Conservative talk radio rails against bailout

ATLANTA (Reuters) - Opposition to a massive Wall Street bailout plan has quickly emerged on conservative talk radio, with hosts and callers saying the rescue undermines principles at the heart of the Republican Party.

Radio show host Rush Limbaugh speaks at a forum hosted by the Heritage Foundation in Washington, June 23, 2006. REUTERS/Micah Walter

Tens of millions of conservatives tune in to AM talk radio, trusting nationally syndicated hosts such as Rush Limbaugh, Sean Hannity, Laura Ingraham and Neal Boortz over media outlets they say have a liberal bias.

“I really don’t like this (proposal),” said Lance from North Carolina on the “Today’s Issues” program broadcast on Christian radio stations across America.

“This nation was ... built on individualism as far as profit and responsibility. And with us bailing these banks out we’re ... saying any time you get into trouble we’re going to come bail you out,” he said on Friday, in a view echoed by callers on several shows.

President George W. Bush has urged swift passage of the $700 billion measure. But talks in Congress have stalled on the opposition of conservative Republicans, and both parties appear wary of fully backing a measure that could prove an electoral liability.

“If this (plan) was so good, they (Democrats) should pass it. They should brag about it. They should take credit for it. But the Democrats understand that this bill is dirty,” said Limbaugh, the most popular of the talk show hosts.

Democrats are aiming to use talks over the rescue plan to get Republicans to repudiate their principles and reject their grass-roots supporters, Limbaugh said.


Talk radio in the United States features long monologues by the host and calls from listeners that often reinforce the host’s opinion.

Several conservative talk show hosts argue that they are engaged in a long struggle to return the Republican Party to its guiding ideology of small government, low taxes and strong national defense.

Some view Republican candidate John McCain as an unreliable conservative who has made too many compromises with Democrats on crucial issues such as immigration reform and campaign finance.

Boortz, who calls himself a libertarian, said both parties were to blame for the financial crisis that started in the housing market by encouraging banks to make bad loans.

But he said Democrats now want to turn the bailout plan into a “financial Christmas tree” with goodies for left-wing community groups that could help them during November’s election.

“This situation (on Wall Street) does not arise without government participation.

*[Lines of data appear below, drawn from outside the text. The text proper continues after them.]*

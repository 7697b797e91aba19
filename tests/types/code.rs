use status_rail::Code;

#[test]
fn discriminants_are_fixed() {
    assert_eq!(Code::Cancelled.as_i32(), 1);
    assert_eq!(Code::Unknown.as_i32(), 2);
    assert_eq!(Code::Unavailable.as_i32(), 14);
    assert_eq!(Code::Unauthenticated.as_i32(), 16);

    for (index, code) in Code::ALL.iter().enumerate() {
        assert_eq!(code.as_i32(), index as i32 + 1);
        assert_eq!(Code::from_i32(code.as_i32()), *code);
    }
}

#[test]
fn out_of_range_values_fall_back_to_unknown() {
    assert_eq!(Code::from_i32(0), Code::Unknown);
    assert_eq!(Code::from_i32(17), Code::Unknown);
    assert_eq!(Code::from(-3), Code::Unknown);
}

#[test]
fn status_table_matches_transport_mapping() {
    let expected = [
        (Code::Cancelled, 499),
        (Code::Unknown, 500),
        (Code::InvalidArgument, 400),
        (Code::DeadlineExceeded, 504),
        (Code::NotFound, 404),
        (Code::AlreadyExists, 409),
        (Code::PermissionDenied, 403),
        (Code::ResourceExhausted, 429),
        (Code::FailedPrecondition, 400),
        (Code::Aborted, 409),
        (Code::OutOfRange, 400),
        (Code::Unimplemented, 501),
        (Code::Internal, 500),
        (Code::Unavailable, 503),
        (Code::DataLoss, 500),
        (Code::Unauthenticated, 401),
    ];

    for (code, status) in expected {
        assert_eq!(code.http_status(), status, "{code}");
    }
}

#[test]
fn default_messages_and_names() {
    assert_eq!(Code::Cancelled.message(), "the operation was cancelled");
    assert_eq!(Code::InvalidArgument.message(), "invalid argument provided");
    assert_eq!(Code::Unimplemented.message(), "not implemented");
    assert_eq!(Code::DataLoss.message(), "data loss or corruption");

    assert_eq!(Code::FailedPrecondition.as_str(), "FAILED_PRECONDITION");
    assert_eq!(Code::DeadlineExceeded.to_string(), "DEADLINE_EXCEEDED");
}

#[test]
fn parses_every_canonical_name() {
    for code in Code::ALL {
        assert_eq!(code.as_str().parse::<Code>(), Ok(code));
    }

    let err = "NOT_A_CODE".parse::<Code>().unwrap_err();
    assert_eq!(err.kind(), "code");
    assert_eq!(err.to_string(), "unrecognized code name: \"NOT_A_CODE\"");
}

It is not the excesses of the free market alone. It is excesses of the free market that are enabled and supported by government action,” said Boortz, whose program’s slogan is “The Truth Shall Make You Mad.”


Conservative icon and former House of Representatives Speaker Newt Gingrich told Boortz the plan was a bad idea made worse by the intervention of liberal Democrats who wished to add provisions that would enrich lawyers and further weaken the economy.

Thankfully, conservative Republicans had put a stop to it, said Gingrich.

The plan puts conservatives in a bind, and that it was proposed by a Republican president further blurs distinctions, said Alan Abramowitz, a professor of political science at Emory University in Atlanta.

Either they swallow it, violating free market principles they hold dear, or they oppose it and risk seeing confidence in the free market system evaporate.

“This is an ideological problem. If you are conservative and you believe in small government and the free market, if you fail that’s your problem. That’s the way the market is supposed to work,” he said.